I can still see the bare lightbulb hanging in the narrow staircase of my great-aunt Bertha’s house the first time I experienced homesickness. I can feel the softness of her lap as she pulled me close and told me I could make it until morning. In my memory, she wears an apron with a pretty floral print, but surely she wasn’t wearing her apron in the middle of the night. Of course, it may have been shortly after supper.

I felt truly ill from homesickness that night. And, despite Aunt Bertha’s soothing, I did think I might die.

But, I didn’t. I made it to the morning.

Since then, I’ve tasted homesickness in various levels of despair. Even on a perfect vacation or an exciting writer’s retreat, I start longing for home on about Day Three.

And that is why I was thrilled when one of my characters led me to a discovery. You may think, Dear Reader, that the author tells her characters what to do. It is often the other way around. In this specific story, I was threatening to send my heroine, Catherine, to an assisted living facility.

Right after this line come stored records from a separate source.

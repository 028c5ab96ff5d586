//! Header-block parser for rule files.
//!
//! A rule file looks like:
//!
//! ```text
//! ---
//! description: "Use strict TypeScript"
//! alwaysApply: false
//! globs: ["*.ts", "*.tsx"]
//! ---
//! Rule body...
//! ```
//!
//! Fields are pulled out with line-anchored regexes rather than a YAML parser, which keeps
//! the distinction between an absent key and a key with an unusable value:
//!
//! - `description: <text>` with one layer of matching `"`/`'` quotes removed
//! - `alwaysApply: true|false`, case-insensitive; any other value reads as absent
//! - `globs: [..]` flow list of quoted items (the brackets may span lines), or a bare `]`
//!   marker, both meaning a list; anything else reads as absent
//!
//! # Limitations
//!
//! YAML block sequences are not understood:
//!
//! ```text
//! globs:
//!   - "*.ts"
//! ```
//!
//! leaves `globs` absent. Unquoted flow items (`[*.ts]`) are dropped. The closing `---` must
//! be followed by a newline, and `\r\n` delimiters are not recognized.

use crate::models::Frontmatter;
use regex::Regex;
use thiserror::Error;

/// Errors that prevent any field from being read
#[derive(Error, Debug, Clone, PartialEq, Eq)]
pub enum HeaderError {
    #[error("missing header (file must start with '---')")]
    MissingHeader,

    #[error("malformed header (block must be closed by a '---' line)")]
    MalformedHeader,
}

/// A rule file split into its header block and body.
#[derive(Debug, Clone, PartialEq, Eq)]
pub struct ParsedRule<'a> {
    pub frontmatter: Frontmatter,
    /// Raw text between the delimiter lines
    pub header: &'a str,
    /// Everything after the closing delimiter line
    pub body: &'a str,
}

/// Parser holding the pre-compiled field patterns.
pub struct FrontmatterParser {
    block_pattern: Regex,
    description_pattern: Regex,
    always_apply_pattern: Regex,
    globs_list_pattern: Regex,
    globs_item_pattern: Regex,
    globs_empty_pattern: Regex,
}

impl FrontmatterParser {
    pub fn new() -> Self {
        Self {
            block_pattern: Regex::new(r"(?s)^---\n(.*?)\n---\n").expect("Invalid header regex"),
            description_pattern: Regex::new(r"(?m)^description:\s*(.+)$")
                .expect("Invalid description regex"),
            always_apply_pattern: Regex::new(r"(?im)^alwaysApply:\s*(true|false)$")
                .expect("Invalid alwaysApply regex"),
            globs_list_pattern: Regex::new(r"(?ms)^globs:\s*\[(.*?)\]")
                .expect("Invalid globs regex"),
            globs_item_pattern: Regex::new(r#"["']([^"']+)["']"#)
                .expect("Invalid globs item regex"),
            globs_empty_pattern: Regex::new(r"(?m)^globs:\s*\[?\s*\]")
                .expect("Invalid empty globs regex"),
        }
    }

    /// Split `content` into header and body and extract the known fields.
    pub fn parse<'a>(&self, content: &'a str) -> Result<ParsedRule<'a>, HeaderError> {
        if !content.starts_with("---") {
            return Err(HeaderError::MissingHeader);
        }

        let captures = self
            .block_pattern
            .captures(content)
            .ok_or(HeaderError::MalformedHeader)?;
        let whole = captures.get(0).ok_or(HeaderError::MalformedHeader)?;
        let header = captures.get(1).map_or("", |m| m.as_str());
        let body = &content[whole.end()..];

        Ok(ParsedRule {
            frontmatter: self.parse_fields(header),
            header,
            body,
        })
    }

    /// Extract fields from the raw header block (without delimiters).
    pub fn parse_fields(&self, header: &str) -> Frontmatter {
        Frontmatter {
            description: self.parse_description(header),
            always_apply: self.parse_always_apply(header),
            globs: self.parse_globs(header),
        }
    }

    fn parse_description(&self, header: &str) -> Option<String> {
        let captures = self.description_pattern.captures(header)?;
        let value = captures.get(1)?.as_str().trim();
        Some(strip_matching_quotes(value).to_string())
    }

    fn parse_always_apply(&self, header: &str) -> Option<bool> {
        let captures = self.always_apply_pattern.captures(header)?;
        Some(captures.get(1)?.as_str().eq_ignore_ascii_case("true"))
    }

    fn parse_globs(&self, header: &str) -> Option<Vec<String>> {
        if let Some(inner) = self
            .globs_list_pattern
            .captures(header)
            .and_then(|c| c.get(1))
        {
            let inner = inner.as_str().trim();
            if inner.is_empty() {
                return Some(Vec::new());
            }
            let items = self
                .globs_item_pattern
                .captures_iter(inner)
                .filter_map(|c| c.get(1).map(|m| m.as_str().to_string()))
                .collect();
            return Some(items);
        }

        if self.globs_empty_pattern.is_match(header) {
            return Some(Vec::new());
        }

        None
    }
}

impl Default for FrontmatterParser {
    fn default() -> Self {
        Self::new()
    }
}

/// Remove one layer of matching surrounding quotes. A lone quote becomes empty.
fn strip_matching_quotes(value: &str) -> &str {
    for quote in ['"', '\''] {
        if value.starts_with(quote) && value.ends_with(quote) {
            return if value.len() >= 2 {
                &value[1..value.len() - 1]
            } else {
                ""
            };
        }
    }
    value
}
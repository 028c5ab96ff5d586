use super::discovery::discover_rule_files;
use super::frontmatter::FrontmatterParser;
use crate::config::ValidatorConfig;
use crate::models::{FileOutcome, Frontmatter, ValidationReport};
use camino::Utf8Path;
use indexmap::IndexMap;
use serde::Deserialize;
use std::fs;

/// Header block as seen by a real YAML parser. Only used to flag headers that the
/// lightweight field extractor accepts but YAML tooling would reject.
#[derive(Debug, Deserialize)]
#[serde(transparent)]
struct YamlHeader(IndexMap<String, serde_yaml_ng::Value>);

/// Validates rule files against the header schema.
///
/// The validator itself holds no run state. Every call to [`validate_all`](Self::validate_all)
/// starts from an empty [`ValidationReport`] and threads it through the files in order.
pub struct RuleValidator {
    config: ValidatorConfig,
    parser: FrontmatterParser,
}

impl RuleValidator {
    pub fn new(config: ValidatorConfig) -> Self {
        Self {
            config,
            parser: FrontmatterParser::new(),
        }
    }

    /// Discover and validate every rule file under the configured directory.
    ///
    /// A missing or empty directory is recorded as a single error; no file is validated.
    pub fn validate_all(&self) -> ValidationReport {
        let mut report = ValidationReport::new();
        let root = self.config.rules_dir();

        let files = match discover_rule_files(root, self.config.extension()) {
            Ok(files) => files,
            Err(e) => {
                tracing::warn!("Discovery failed: {}", e);
                report.error(format!("❌ {}", e));
                return report;
            }
        };

        tracing::info!("Validating {} rule files in {}", files.len(), root);

        for path in &files {
            let (is_valid, frontmatter) = self.validate_file(path, &mut report);
            let relative_path = path.strip_prefix(root).unwrap_or(path).to_path_buf();
            report.files.push(FileOutcome {
                relative_path,
                is_valid,
                frontmatter,
            });
        }

        tracing::info!(
            "Validation finished: total={}, valid={}, invalid={}, errors={}, warnings={}",
            report.stats.total_files,
            report.stats.valid_files,
            report.stats.invalid_files,
            report.errors.len(),
            report.warnings.len()
        );

        report
    }

    /// Validate one rule file, recording errors, warnings and counters into `report`.
    ///
    /// Returns the validity flag and whatever header fields could be read. Files that cannot
    /// be read or have no usable header return an empty [`Frontmatter`].
    pub fn validate_file(
        &self,
        path: &Utf8Path,
        report: &mut ValidationReport,
    ) -> (bool, Frontmatter) {
        report.stats.total_files += 1;

        let content = match fs::read_to_string(path) {
            Ok(content) => content,
            Err(e) => {
                report.error(format!("❌ {}: cannot read file - {}", path, e));
                report.stats.invalid_files += 1;
                return (false, Frontmatter::default());
            }
        };

        let parsed = match self.parser.parse(&content) {
            Ok(parsed) => parsed,
            Err(e) => {
                report.error(format!("❌ {}: {}", path, e));
                report.stats.invalid_files += 1;
                return (false, Frontmatter::default());
            }
        };

        let frontmatter = parsed.frontmatter;
        let mut has_errors = false;

        match frontmatter.description.as_deref() {
            None => {
                report.error(format!(
                    "❌ {}: missing 'description' property (required)",
                    path
                ));
                report.stats.files_without_description += 1;
                has_errors = true;
            }
            // Blank descriptions do not count towards files_without_description.
            Some(description) if description.trim().is_empty() => {
                report.error(format!("❌ {}: 'description' property is empty", path));
                has_errors = true;
            }
            Some(_) => {}
        }

        if frontmatter.always_apply.is_none() {
            report.error(format!(
                "❌ {}: missing 'alwaysApply' property (required)",
                path
            ));
            report.stats.files_without_always_apply += 1;
            has_errors = true;
        }

        if parsed.body.trim().is_empty() {
            report.warning(format!("⚠️  {}: no content after the header", path));
        }

        if self.config.yaml_check() && !parsed.header.trim().is_empty() {
            match serde_yaml_ng::from_str::<YamlHeader>(parsed.header) {
                Ok(YamlHeader(fields)) => {
                    tracing::debug!("{}: header parses as YAML with {} keys", path, fields.len());
                }
                Err(e) => {
                    report.warning(format!("⚠️  {}: header is not valid YAML - {}", path, e));
                    report.stats.files_with_invalid_yaml += 1;
                }
            }
        }

        if has_errors {
            report.stats.invalid_files += 1;
            return (false, frontmatter);
        }

        report.stats.valid_files += 1;
        (true, frontmatter)
    }
}
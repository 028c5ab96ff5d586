/// Parsed header block of a rule file.
///
/// Every field is optional on its own: `None` means the key was not found (or, for
/// `always_apply`, held something other than a boolean literal). An empty string or an
/// empty list is a present value.
#[derive(Debug, Clone, Default, PartialEq, Eq)]
pub struct Frontmatter {
    pub description: Option<String>,
    pub always_apply: Option<bool>,
    pub globs: Option<Vec<String>>,
}

impl Frontmatter {
    /// Whether the rule is unconditionally active. Absent counts as `false`.
    pub fn is_always_applied(&self) -> bool {
        self.always_apply.unwrap_or(false)
    }

    /// Description truncated to at most `max_chars` characters, or `""` if absent.
    pub fn description_preview(&self, max_chars: usize) -> String {
        self.description
            .as_deref()
            .unwrap_or_default()
            .chars()
            .take(max_chars)
            .collect()
    }
}

#[cfg(test)]
mod tests {
    use super::*;

    #[test]
    fn test_default_is_all_absent() {
        let fm = Frontmatter::default();
        assert_eq!(fm.description, None);
        assert_eq!(fm.always_apply, None);
        assert_eq!(fm.globs, None);
        assert!(!fm.is_always_applied());
    }

    #[test]
    fn test_description_preview_counts_chars() {
        let fm = Frontmatter {
            description: Some("é".repeat(80)),
            ..Default::default()
        };
        let preview = fm.description_preview(60);
        assert_eq!(preview.chars().count(), 60);
    }

    #[test]
    fn test_description_preview_absent() {
        assert_eq!(Frontmatter::default().description_preview(60), "");
    }
}
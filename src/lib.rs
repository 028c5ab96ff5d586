// rulelint - Front matter validator for Cursor rule files
//
// This is the library crate containing discovery, parsing, validation and reporting.
// The binary crate (main.rs) provides the CLI entry point.

pub mod config;
pub mod logging;
pub mod models;
pub mod report;
pub mod services;

// Re-export commonly used types for convenience
pub use config::ValidatorConfig;
pub use models::{FileOutcome, Frontmatter, Stats, ValidationReport};
pub use services::{FrontmatterParser, HeaderError, RuleValidator};

/// Application version
pub const VERSION: &str = env!("CARGO_PKG_VERSION");

/// Application name
pub const APP_NAME: &str = env!("CARGO_PKG_NAME");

She was not impressed.

At a crucial moment, Catherine whispered a desperate prayer and begged God to help her with the struggle of giving up her home. Then, she stumbled across this perfect passage in the Bible:

“Oh, God. Through all the generations, You have been our home.” Psalm 90:1

And, there we have it. The cure for homesickness. My home is not a cozy hearth like the one Bilbo Baggins longed for during his journey as a Hobbit. It is not a sleek apartment nor a farmhouse cottage like the ones I pin and post on social media. My home is not the place we have rented for the past sixteen years, nor even the house we are hoping to buy. (Although the thought of owning a home again does sometimes make me happy cry.)

No, Dear Reader, none of these places are really my home. And, no matter how secure, or grateful, or peaceful I feel in these places, I will always have that smidgen of longing for Some Place I’ve never been before.

That place is a person. And His name is God.

This is a truth so ancient it was spoken by Moses, the man of God, as the heading of the psalm puts it. And, it is so timeless that I can close my eyes in a hospital emergency room or an office cubicle on a Tuesday afternoon, and suddenly I am there.

Home.

With God the Father, Jesus the Son, and the Comforting Holy Spirit.

And that, Dear Reader, is a forever home.